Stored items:
BEGIN

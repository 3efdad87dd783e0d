use anyhow::{Context as _, Result, bail};
use clap::{Args, Subcommand};
use shared::{
    forms::{ExerciseEntryRow, RoutineDraft},
    validation::FieldErrors,
};

use super::Context;

#[derive(Subcommand, Debug)]
pub enum RoutineCommand {
    /// List routines, one page at a time
    List {
        #[arg(
            long,
            short,
            default_value_t = 1,
            value_parser = clap::value_parser!(u32).range(1..)
        )]
        page: u32,
    },
    /// Show one routine with its exercises
    Show {
        /// Routine identifier
        id: String,
    },
    /// Create a routine
    Add(AddRoutineArgs),
}

#[derive(Args, Debug)]
pub struct AddRoutineArgs {
    #[arg(long)]
    pub name: String,
    #[arg(long)]
    pub description: String,
    /// Beginner, Intermediate or Advanced
    #[arg(long)]
    pub difficulty: String,
    /// Estimated duration in minutes
    #[arg(long)]
    pub duration: String,
    #[arg(long)]
    pub workout_type: String,
    /// Comma separated, e.g. "chest, back"
    #[arg(long, default_value = "")]
    pub muscle_groups: String,
    /// Comma separated
    #[arg(long, default_value = "")]
    pub equipment: String,
    /// Comma separated
    #[arg(long, default_value = "")]
    pub tags: String,
    #[arg(long)]
    pub public: bool,
    /// Exercise row as ID:SETS:REPS:REST; repeat for each exercise
    #[arg(long = "exercise", value_parser = parse_exercise_row)]
    pub exercises: Vec<ExerciseEntryRow>,
}

/// Parse `ID:SETS:REPS:REST`; REST may be omitted. Numbers are checked
/// later with the rest of the form.
pub fn parse_exercise_row(value: &str) -> Result<ExerciseEntryRow, String> {
    let parts: Vec<&str> = value.split(':').map(str::trim).collect();
    let (exercise_id, sets, reps, rest) = match parts.as_slice() {
        [id, sets, reps] => (*id, *sets, *reps, "0"),
        [id, sets, reps, rest] => (*id, *sets, *reps, *rest),
        _ => return Err(format!("expected ID:SETS:REPS:REST, got `{value}`")),
    };
    if exercise_id.is_empty() {
        return Err("exercise id must not be empty".to_string());
    }
    Ok(ExerciseEntryRow {
        exercise_id: exercise_id.to_string(),
        sets: sets.to_string(),
        reps: reps.to_string(),
        rest_between_sets: rest.to_string(),
    })
}

pub async fn run(context: &Context, command: RoutineCommand) -> Result<()> {
    match command {
        RoutineCommand::List { page } => list(context, page).await,
        RoutineCommand::Show { id } => show(context, &id).await,
        RoutineCommand::Add(args) => add(context, args).await,
    }
}

async fn list(context: &Context, page: u32) -> Result<()> {
    let routines = context
        .authenticated_client()?
        .routines(page)
        .await
        .context("failed to list routines")?;

    if routines.items.is_empty() {
        println!("No routines found.");
    }
    for routine in &routines.items {
        println!(
            "{:<26} {:<32} {:<13} {} exercises",
            routine.id,
            routine.name,
            routine.difficulty,
            routine.exercises.len()
        );
    }
    println!("Page {page} of {}", routines.total_pages.max(1));
    Ok(())
}

async fn show(context: &Context, id: &str) -> Result<()> {
    let routine = context
        .authenticated_client()?
        .routine(id)
        .await
        .context("failed to fetch routine")?;

    println!("{} ({})", routine.name, routine.id);
    if !routine.description.is_empty() {
        println!("{}", routine.description);
    }
    println!("difficulty: {}", routine.difficulty);
    if let Some(minutes) = routine.estimated_duration {
        println!("duration: {minutes} min");
    }
    if !routine.target_muscle_groups.is_empty() {
        println!("muscle groups: {}", routine.target_muscle_groups.join(", "));
    }
    if !routine.equipment.is_empty() {
        println!("equipment: {}", routine.equipment.join(", "));
    }
    println!();
    for entry in &routine.exercises {
        println!(
            "  {:<32} {} x {}  rest {}s",
            entry.exercise.display_name(),
            entry.sets,
            entry.reps,
            entry.rest_between_sets
        );
    }
    println!("{} planned sets", routine.planned_set_count());
    Ok(())
}

async fn add(context: &Context, args: AddRoutineArgs) -> Result<()> {
    let draft = RoutineDraft {
        name: args.name,
        description: args.description,
        difficulty: args.difficulty,
        estimated_duration: args.duration,
        target_muscle_groups: args.muscle_groups,
        workout_type: args.workout_type,
        equipment: args.equipment,
        tags: args.tags,
        is_public: args.public,
        exercises: args.exercises,
    };
    let request = match draft.to_request() {
        Ok(request) => request,
        Err(errors) => return invalid(&errors),
    };

    let routine = context
        .authenticated_client()?
        .create_routine(&request)
        .await
        .context("failed to create routine")?;
    println!("Created routine {} ({})", routine.name, routine.id);
    Ok(())
}

fn invalid(errors: &FieldErrors) -> Result<()> {
    for (field, error) in errors.iter() {
        eprintln!("{field} {error}");
    }
    bail!("routine is invalid")
}

#[cfg(test)]
mod tests {
    use super::*;

    #[test]
    fn test_parse_exercise_row() {
        let row = parse_exercise_row("ex1:3:10:90").unwrap();
        assert_eq!(row.exercise_id, "ex1");
        assert_eq!(row.sets, "3");
        assert_eq!(row.reps, "10");
        assert_eq!(row.rest_between_sets, "90");
    }

    #[test]
    fn test_parse_exercise_row_without_rest() {
        let row = parse_exercise_row("ex1:4:8").unwrap();
        assert_eq!(row.rest_between_sets, "0");
    }

    #[test]
    fn test_parse_exercise_row_rejects_malformed() {
        assert!(parse_exercise_row("ex1").is_err());
        assert!(parse_exercise_row(":3:10:90").is_err());
        assert!(parse_exercise_row("a:1:2:3:4").is_err());
    }
}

END

Please give an exact copy of every entry.

repository 3efdad87dd783e0d
use anyhow::{Context as _, Result, bail};
use clap::{Args, Subcommand};
use shared::{
    forms::{ExerciseEntryRow, RoutineDraft},
    validation::FieldErrors,
};

use super::Context;

#[derive(Subcommand, Debug)]
pub enum RoutineCommand {
    /// List routines, one page at a time
    List {
        #[arg(
            long,
            short,
            default_value_t = 1,
            value_parser = clap::value_parser!(u32).range(1..)
        )]
        page: u32,
    },
    /// Show one routine with its exercises
    Show {
        /// Routine identifier
        id: String,
    },
    /// Create a routine
    Add(AddRoutineArgs),
}

#[derive(Args, Debug)]
pub struct AddRoutineArgs {
    #[arg(long)]
    pub name: String,
    #[arg(long)]
    pub description: String,
    /// Beginner, Intermediate or Advanced
    #[arg(long)]
    pub difficulty: String,
    /// Estimated duration in minutes
    #[arg(long)]
    pub duration: String,
    #[arg(long)]
    pub workout_type: String,
    /// Comma separated, e.g. "chest, back"
    #[arg(long, default_value = "")]
    pub muscle_groups: String,
    /// Comma separated
    #[arg(long, default_value = "")]
    pub equipment: String,
    /// Comma separated
    #[arg(long, default_value = "")]
    pub tags: String,
    #[arg(long)]
    pub public: bool,
    /// Exercise row as ID:SETS:REPS:REST; repeat for each exercise
    #[arg(long = "exercise", value_parser = parse_exercise_row)]
    pub exercises: Vec<ExerciseEntryRow>,
}

/// Parse `ID:SETS:REPS:REST`; REST may be omitted. Numbers are checked
/// later with the rest of the form.
pub fn parse_exercise_row(value: &str) -> Result<ExerciseEntryRow, String> {
    let parts: Vec<&str> = value.split(':').map(str::trim).collect();
    let (exercise_id, sets, reps, rest) = match parts.as_slice() {
        [id, sets, reps] => (*id, *sets, *reps, "0"),
        [id, sets, reps, rest] => (*id, *sets, *reps, *rest),
        _ => return Err(format!("expected ID:SETS:REPS:REST, got `{value}`")),
    };
    if exercise_id.is_empty() {
        return Err("exercise id must not be empty".to_string());
    }
    Ok(ExerciseEntryRow {
        exercise_id: exercise_id.to_string(),
        sets: sets.to_string(),
        reps: reps.to_string(),
        rest_between_sets: rest.to_string(),
    })
}

pub async fn run(context: &Context, command: RoutineCommand) -> Result<()> {
    match command {
        RoutineCommand::List { page } => list(context, page).await,
        RoutineCommand::Show { id } => show(context, &id).await,
        RoutineCommand::Add(args) => add(context, args).await,
    }
}

async fn list(context: &Context, page: u32) -> Result<()> {
    let routines = context
        .authenticated_client()?
        .routines(page)
        .await
        .context("failed to list routines")?;

    if routines.items.is_empty() {
        println!("No routines found.");
    }
    for routine in &routines.items {
        println!(
            "{:<26} {:<32} {:<13} {} exercises",
            routine.id,
            routine.name,
            routine.difficulty,
            routine.exercises.len()
        );
    }
    println!("Page {page} of {}", routines.total_pages.max(1));
    Ok(())
}

async fn show(context: &Context, id: &str) -> Result<()> {
    let routine = context
        .authenticated_client()?
        .routine(id)
        .await
        .context("failed to fetch routine")?;

    println!("{} ({})", routine.name, routine.id);
    if !routine.description.is_empty() {
        println!("{}", routine.description);
    }
    println!("difficulty: {}", routine.difficulty);
    if let Some(minutes) = routine.estimated_duration {
        println!("duration: {minutes} min");
    }
    if !routine.target_muscle_groups.is_empty() {
        println!("muscle groups: {}", routine.target_muscle_groups.join(", "));
    }
    if !routine.equipment.is_empty() {
        println!("equipment: {}", routine.equipment.join(", "));
    }
    println!();
    for entry in &routine.exercises {
        println!(
            "  {:<32} {} x {}  rest {}s",
            entry.exercise.display_name(),
            entry.sets,
            entry.reps,
            entry.rest_between_sets
        );
    }
    println!("{} planned sets", routine.planned_set_count());
    Ok(())
}

async fn add(context: &Context, args: AddRoutineArgs) -> Result<()> {
    let draft = RoutineDraft {
        name: args.name,
        description: args.description,
        difficulty: args.difficulty,
        estimated_duration: args.duration,
        target_muscle_groups: args.muscle_groups,
        workout_type: args.workout_type,
        equipment: args.equipment,
        tags: args.tags,
        is_public: args.public,
        exercises: args.exercises,
    };
    let request = match draft.to_request() {
        Ok(request) => request,
        Err(errors) => return invalid(&errors),
    };

    let routine = context
        .authenticated_client()?
        .create_routine(&request)
        .await
        .context("failed to create routine")?;
    println!("Created routine {} ({})", routine.name, routine.id);
    Ok(())
}

fn invalid(errors: &FieldErrors) -> Result<()> {
    for (field, error) in errors.iter() {
        eprintln!("{field} {error}");
    }
    bail!("routine is invalid")
}

#[cfg(test)]
mod tests {
    use super::*;

    #[test]
    fn test_parse_exercise_row() {
        let row = parse_exercise_row("ex1:3:10:90").unwrap();
        assert_eq!(row.exercise_id, "ex1");
        assert_eq!(row.sets, "3");
        assert_eq!(row.reps, "10");
        assert_eq!(row.rest_between_sets, "90");
    }

    #[test]
    fn test_parse_exercise_row_without_rest() {
        let row = parse_exercise_row("ex1:4:8").unwrap();
        assert_eq!(row.rest_between_sets, "0");
    }

    #[test]
    fn test_parse_exercise_row_rejects_malformed() {
        assert!(parse_exercise_row("ex1").is_err());
        assert!(parse_exercise_row(":3:10:90").is_err());
        assert!(parse_exercise_row("a:1:2:3:4").is_err());
    }
}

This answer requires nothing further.